Collection entries -

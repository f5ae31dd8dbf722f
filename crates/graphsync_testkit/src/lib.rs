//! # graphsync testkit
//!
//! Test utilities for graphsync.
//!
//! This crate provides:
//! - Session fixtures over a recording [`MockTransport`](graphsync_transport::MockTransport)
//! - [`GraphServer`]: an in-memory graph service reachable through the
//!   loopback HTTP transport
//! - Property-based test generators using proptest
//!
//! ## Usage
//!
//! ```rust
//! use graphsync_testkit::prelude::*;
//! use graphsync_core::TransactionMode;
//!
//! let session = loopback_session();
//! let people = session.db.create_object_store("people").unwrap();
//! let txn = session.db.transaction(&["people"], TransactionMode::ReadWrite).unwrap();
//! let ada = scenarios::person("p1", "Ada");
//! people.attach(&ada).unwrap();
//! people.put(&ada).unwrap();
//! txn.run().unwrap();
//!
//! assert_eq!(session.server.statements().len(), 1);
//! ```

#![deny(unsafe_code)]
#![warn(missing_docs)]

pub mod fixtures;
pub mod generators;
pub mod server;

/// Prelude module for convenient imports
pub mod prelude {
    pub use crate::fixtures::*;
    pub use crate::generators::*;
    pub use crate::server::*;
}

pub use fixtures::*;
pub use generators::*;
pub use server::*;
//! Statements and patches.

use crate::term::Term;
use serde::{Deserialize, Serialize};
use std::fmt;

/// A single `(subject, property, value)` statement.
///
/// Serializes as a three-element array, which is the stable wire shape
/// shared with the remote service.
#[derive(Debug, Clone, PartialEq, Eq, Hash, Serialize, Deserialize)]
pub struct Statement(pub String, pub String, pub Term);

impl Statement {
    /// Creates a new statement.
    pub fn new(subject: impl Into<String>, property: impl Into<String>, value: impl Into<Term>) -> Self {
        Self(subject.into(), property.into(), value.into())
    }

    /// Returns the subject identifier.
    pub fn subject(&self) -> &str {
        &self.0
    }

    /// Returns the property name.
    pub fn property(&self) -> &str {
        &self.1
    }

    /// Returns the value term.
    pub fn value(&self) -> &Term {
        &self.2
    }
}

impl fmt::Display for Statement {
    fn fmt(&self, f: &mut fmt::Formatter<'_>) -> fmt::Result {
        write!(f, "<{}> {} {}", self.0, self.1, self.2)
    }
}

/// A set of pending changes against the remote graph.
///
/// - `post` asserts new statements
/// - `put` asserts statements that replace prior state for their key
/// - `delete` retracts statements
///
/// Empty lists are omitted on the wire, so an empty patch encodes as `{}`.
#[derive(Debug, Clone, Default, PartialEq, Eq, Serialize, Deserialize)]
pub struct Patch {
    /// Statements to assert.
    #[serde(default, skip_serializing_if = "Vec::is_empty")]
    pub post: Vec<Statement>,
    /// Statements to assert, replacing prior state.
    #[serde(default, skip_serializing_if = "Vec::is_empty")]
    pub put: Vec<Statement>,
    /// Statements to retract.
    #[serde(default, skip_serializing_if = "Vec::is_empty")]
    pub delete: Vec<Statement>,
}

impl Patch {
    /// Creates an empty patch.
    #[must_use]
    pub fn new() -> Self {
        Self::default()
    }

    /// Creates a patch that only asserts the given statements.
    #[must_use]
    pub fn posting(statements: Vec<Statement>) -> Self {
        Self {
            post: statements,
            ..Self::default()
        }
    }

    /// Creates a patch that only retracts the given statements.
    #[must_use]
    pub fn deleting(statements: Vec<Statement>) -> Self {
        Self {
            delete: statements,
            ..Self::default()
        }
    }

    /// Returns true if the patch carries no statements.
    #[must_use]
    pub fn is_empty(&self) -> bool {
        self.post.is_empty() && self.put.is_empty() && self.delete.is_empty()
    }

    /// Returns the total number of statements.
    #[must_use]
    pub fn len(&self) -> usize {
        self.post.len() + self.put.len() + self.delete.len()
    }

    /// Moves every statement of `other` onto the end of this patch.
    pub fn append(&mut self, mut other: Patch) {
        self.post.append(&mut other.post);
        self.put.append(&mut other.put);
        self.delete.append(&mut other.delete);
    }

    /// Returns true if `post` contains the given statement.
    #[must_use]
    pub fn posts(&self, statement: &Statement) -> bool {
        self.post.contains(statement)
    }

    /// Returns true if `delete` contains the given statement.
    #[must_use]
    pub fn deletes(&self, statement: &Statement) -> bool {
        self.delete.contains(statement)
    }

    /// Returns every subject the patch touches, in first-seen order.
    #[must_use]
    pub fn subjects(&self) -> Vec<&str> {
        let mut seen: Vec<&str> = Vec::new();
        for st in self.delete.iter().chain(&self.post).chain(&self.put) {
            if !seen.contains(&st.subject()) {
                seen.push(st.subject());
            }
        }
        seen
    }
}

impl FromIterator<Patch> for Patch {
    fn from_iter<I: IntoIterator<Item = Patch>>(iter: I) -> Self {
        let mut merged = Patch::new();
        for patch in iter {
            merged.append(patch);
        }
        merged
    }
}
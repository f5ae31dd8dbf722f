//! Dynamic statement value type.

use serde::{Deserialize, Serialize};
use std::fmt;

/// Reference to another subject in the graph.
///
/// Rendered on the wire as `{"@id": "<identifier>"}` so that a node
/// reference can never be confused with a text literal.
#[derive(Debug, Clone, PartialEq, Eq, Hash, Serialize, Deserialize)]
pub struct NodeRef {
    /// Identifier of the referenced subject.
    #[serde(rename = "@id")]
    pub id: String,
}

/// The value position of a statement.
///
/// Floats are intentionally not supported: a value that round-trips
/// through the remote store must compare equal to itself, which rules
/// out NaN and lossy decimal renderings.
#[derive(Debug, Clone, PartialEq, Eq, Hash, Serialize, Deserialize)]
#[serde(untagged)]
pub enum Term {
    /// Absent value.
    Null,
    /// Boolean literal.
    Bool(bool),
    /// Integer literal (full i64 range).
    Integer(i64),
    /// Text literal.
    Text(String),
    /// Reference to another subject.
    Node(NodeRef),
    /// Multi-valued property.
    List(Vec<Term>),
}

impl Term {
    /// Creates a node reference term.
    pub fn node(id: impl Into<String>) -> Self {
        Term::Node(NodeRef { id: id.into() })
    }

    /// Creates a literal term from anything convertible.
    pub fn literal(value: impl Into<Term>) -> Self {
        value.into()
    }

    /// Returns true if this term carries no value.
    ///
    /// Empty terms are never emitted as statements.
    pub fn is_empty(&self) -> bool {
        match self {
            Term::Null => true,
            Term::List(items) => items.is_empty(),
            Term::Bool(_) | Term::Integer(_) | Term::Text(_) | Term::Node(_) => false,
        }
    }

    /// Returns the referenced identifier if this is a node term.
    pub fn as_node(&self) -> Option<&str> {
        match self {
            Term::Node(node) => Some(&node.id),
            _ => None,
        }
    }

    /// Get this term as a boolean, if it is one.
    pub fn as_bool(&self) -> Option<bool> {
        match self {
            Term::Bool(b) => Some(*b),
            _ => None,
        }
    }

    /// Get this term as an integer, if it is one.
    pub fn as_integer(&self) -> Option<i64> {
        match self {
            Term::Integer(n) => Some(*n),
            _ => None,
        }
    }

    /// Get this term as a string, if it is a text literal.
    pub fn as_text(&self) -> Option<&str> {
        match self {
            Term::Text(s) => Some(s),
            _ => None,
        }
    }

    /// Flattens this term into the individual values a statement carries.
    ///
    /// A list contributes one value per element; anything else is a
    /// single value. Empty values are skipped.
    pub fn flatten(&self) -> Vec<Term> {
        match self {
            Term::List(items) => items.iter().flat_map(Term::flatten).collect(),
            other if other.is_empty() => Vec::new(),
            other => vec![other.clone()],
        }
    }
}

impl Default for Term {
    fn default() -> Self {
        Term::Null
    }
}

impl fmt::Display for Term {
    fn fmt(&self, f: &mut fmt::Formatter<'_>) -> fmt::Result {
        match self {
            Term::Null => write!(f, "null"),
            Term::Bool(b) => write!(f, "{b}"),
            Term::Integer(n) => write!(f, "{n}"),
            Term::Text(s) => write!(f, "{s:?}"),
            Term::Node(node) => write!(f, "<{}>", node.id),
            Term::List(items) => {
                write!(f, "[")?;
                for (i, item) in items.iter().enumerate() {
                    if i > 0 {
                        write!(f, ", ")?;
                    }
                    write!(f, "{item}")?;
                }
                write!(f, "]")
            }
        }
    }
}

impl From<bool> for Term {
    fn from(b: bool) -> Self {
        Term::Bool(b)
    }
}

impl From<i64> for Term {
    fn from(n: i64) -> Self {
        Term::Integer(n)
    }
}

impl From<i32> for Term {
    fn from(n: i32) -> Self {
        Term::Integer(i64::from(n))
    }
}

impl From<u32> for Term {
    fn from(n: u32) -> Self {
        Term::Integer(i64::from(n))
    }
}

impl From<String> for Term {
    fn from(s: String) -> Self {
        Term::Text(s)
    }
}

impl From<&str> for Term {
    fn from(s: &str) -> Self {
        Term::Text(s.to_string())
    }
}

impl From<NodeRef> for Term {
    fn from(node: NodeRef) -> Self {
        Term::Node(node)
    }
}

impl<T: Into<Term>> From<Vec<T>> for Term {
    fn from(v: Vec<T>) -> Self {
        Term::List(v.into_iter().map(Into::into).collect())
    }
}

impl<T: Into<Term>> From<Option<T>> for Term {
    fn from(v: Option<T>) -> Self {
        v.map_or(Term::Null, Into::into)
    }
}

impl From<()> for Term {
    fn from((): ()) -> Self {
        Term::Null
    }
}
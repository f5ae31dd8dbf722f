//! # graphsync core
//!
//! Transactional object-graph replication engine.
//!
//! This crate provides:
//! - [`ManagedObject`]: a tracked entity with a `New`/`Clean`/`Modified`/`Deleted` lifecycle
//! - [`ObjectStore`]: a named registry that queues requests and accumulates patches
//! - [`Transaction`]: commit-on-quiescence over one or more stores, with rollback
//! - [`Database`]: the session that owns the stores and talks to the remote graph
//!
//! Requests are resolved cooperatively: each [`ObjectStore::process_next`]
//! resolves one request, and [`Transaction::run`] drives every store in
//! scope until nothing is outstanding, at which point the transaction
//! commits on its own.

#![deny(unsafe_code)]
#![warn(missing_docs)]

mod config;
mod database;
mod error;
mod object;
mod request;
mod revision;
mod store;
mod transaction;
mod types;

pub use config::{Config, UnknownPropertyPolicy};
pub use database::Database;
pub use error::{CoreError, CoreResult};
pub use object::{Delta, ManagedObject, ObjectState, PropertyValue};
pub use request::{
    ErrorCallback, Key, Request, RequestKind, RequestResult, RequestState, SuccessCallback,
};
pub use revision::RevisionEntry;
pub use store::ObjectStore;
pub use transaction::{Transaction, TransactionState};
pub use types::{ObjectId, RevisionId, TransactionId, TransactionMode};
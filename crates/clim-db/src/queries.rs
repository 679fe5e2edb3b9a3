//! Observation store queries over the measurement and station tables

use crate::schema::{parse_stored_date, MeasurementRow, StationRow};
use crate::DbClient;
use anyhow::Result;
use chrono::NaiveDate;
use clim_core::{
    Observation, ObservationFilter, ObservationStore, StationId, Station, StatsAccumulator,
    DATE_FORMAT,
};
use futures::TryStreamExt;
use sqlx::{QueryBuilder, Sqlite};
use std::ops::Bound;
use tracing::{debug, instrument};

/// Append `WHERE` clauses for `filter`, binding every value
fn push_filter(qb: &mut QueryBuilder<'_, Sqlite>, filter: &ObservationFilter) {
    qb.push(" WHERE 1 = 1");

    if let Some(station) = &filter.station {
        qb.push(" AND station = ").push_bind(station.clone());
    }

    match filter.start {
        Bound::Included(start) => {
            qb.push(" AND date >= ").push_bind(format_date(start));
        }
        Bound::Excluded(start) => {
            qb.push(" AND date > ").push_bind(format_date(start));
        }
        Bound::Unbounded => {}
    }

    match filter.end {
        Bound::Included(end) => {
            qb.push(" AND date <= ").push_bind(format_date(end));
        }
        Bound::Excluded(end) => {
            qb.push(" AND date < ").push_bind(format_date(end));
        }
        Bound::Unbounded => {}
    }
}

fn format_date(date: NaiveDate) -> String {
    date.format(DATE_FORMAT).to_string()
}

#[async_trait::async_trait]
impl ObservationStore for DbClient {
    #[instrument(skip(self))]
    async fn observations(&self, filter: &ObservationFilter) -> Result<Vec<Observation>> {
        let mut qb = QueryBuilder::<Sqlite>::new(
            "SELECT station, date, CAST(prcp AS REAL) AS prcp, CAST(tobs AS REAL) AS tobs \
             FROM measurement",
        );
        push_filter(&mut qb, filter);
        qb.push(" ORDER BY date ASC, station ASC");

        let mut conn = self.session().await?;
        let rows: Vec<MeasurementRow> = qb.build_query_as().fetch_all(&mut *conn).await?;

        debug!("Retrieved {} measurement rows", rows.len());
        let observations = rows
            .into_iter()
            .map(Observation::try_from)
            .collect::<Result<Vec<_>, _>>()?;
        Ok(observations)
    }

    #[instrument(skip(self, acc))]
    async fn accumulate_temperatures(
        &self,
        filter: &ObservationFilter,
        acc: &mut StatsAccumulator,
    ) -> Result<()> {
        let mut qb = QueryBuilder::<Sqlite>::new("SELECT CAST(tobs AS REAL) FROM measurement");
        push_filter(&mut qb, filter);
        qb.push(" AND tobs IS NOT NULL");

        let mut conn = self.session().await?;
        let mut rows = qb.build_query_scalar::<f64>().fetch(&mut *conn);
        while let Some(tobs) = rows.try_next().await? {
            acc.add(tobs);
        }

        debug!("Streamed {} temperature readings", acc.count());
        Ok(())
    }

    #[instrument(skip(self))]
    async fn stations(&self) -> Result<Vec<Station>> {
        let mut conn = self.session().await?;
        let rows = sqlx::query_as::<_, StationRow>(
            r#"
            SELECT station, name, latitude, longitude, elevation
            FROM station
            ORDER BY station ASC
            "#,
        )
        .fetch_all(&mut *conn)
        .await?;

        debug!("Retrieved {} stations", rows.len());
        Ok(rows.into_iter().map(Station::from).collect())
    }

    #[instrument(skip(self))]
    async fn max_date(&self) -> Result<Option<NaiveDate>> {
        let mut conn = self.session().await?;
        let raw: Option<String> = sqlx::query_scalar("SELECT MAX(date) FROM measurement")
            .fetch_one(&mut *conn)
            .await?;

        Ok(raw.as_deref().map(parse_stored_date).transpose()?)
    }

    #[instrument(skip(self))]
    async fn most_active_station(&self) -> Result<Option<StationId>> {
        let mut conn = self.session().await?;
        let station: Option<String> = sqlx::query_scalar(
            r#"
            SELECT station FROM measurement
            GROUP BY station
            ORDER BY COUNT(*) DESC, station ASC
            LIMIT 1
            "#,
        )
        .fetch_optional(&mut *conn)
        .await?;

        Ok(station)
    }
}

TASK TO CARRY OUT -
When you reach the line that contains "impl fmt::Display for Statement", stop; that line and every line before it, from the very first line of the data, should be restated word for word.

SOLVED EXERCISE -
repository f5ae31dd8dbf722f
filename crates/graphsync_testkit/src/lib.rs
//! # graphsync testkit
//!
//! Test utilities for graphsync.
//!
//! This crate provides:
//! - Session fixtures over a recording [`MockTransport`](graphsync_transport::MockTransport)
//! - [`GraphServer`]: an in-memory graph service reachable through the
//!   loopback HTTP transport
//! - Property-based test generators using proptest
//!
//! ## Usage
//!
//! ```rust
//! use graphsync_testkit::prelude::*;
//! use graphsync_core::TransactionMode;
//!
//! let session = loopback_session();
//! let people = session.db.create_object_store("people").unwrap();
//! let txn = session.db.transaction(&["people"], TransactionMode::ReadWrite).unwrap();
//! let ada = scenarios::person("p1", "Ada");
//! people.attach(&ada).unwrap();
//! people.put(&ada).unwrap();
//! txn.run().unwrap();
//!
//! assert_eq!(session.server.statements().len(), 1);
//! ```

#![deny(unsafe_code)]
#![warn(missing_docs)]

pub mod fixtures;
pub mod generators;
pub mod server;

/// Prelude module for convenient imports
pub mod prelude {
    pub use crate::fixtures::*;
    pub use crate::generators::*;
    pub use crate::server::*;
}

pub use fixtures::*;
pub use generators::*;
pub use server::*;
//! Statements and patches.

use crate::term::Term;
use serde::{Deserialize, Serialize};
use std::fmt;

/// A single `(subject, property, value)` statement.
///
/// Serializes as a three-element array, which is the stable wire shape
/// shared with the remote service.
#[derive(Debug, Clone, PartialEq, Eq, Hash, Serialize, Deserialize)]
pub struct Statement(pub String, pub String, pub Term);

impl Statement {
    /// Creates a new statement.
    pub fn new(subject: impl Into<String>, property: impl Into<String>, value: impl Into<Term>) -> Self {
        Self(subject.into(), property.into(), value.into())
    }

    /// Returns the subject identifier.
    pub fn subject(&self) -> &str {
        &self.0
    }

    /// Returns the property name.
    pub fn property(&self) -> &str {
        &self.1
    }

    /// Returns the value term.
    pub fn value(&self) -> &Term {
        &self.2
    }
}

impl fmt::Display for Statement {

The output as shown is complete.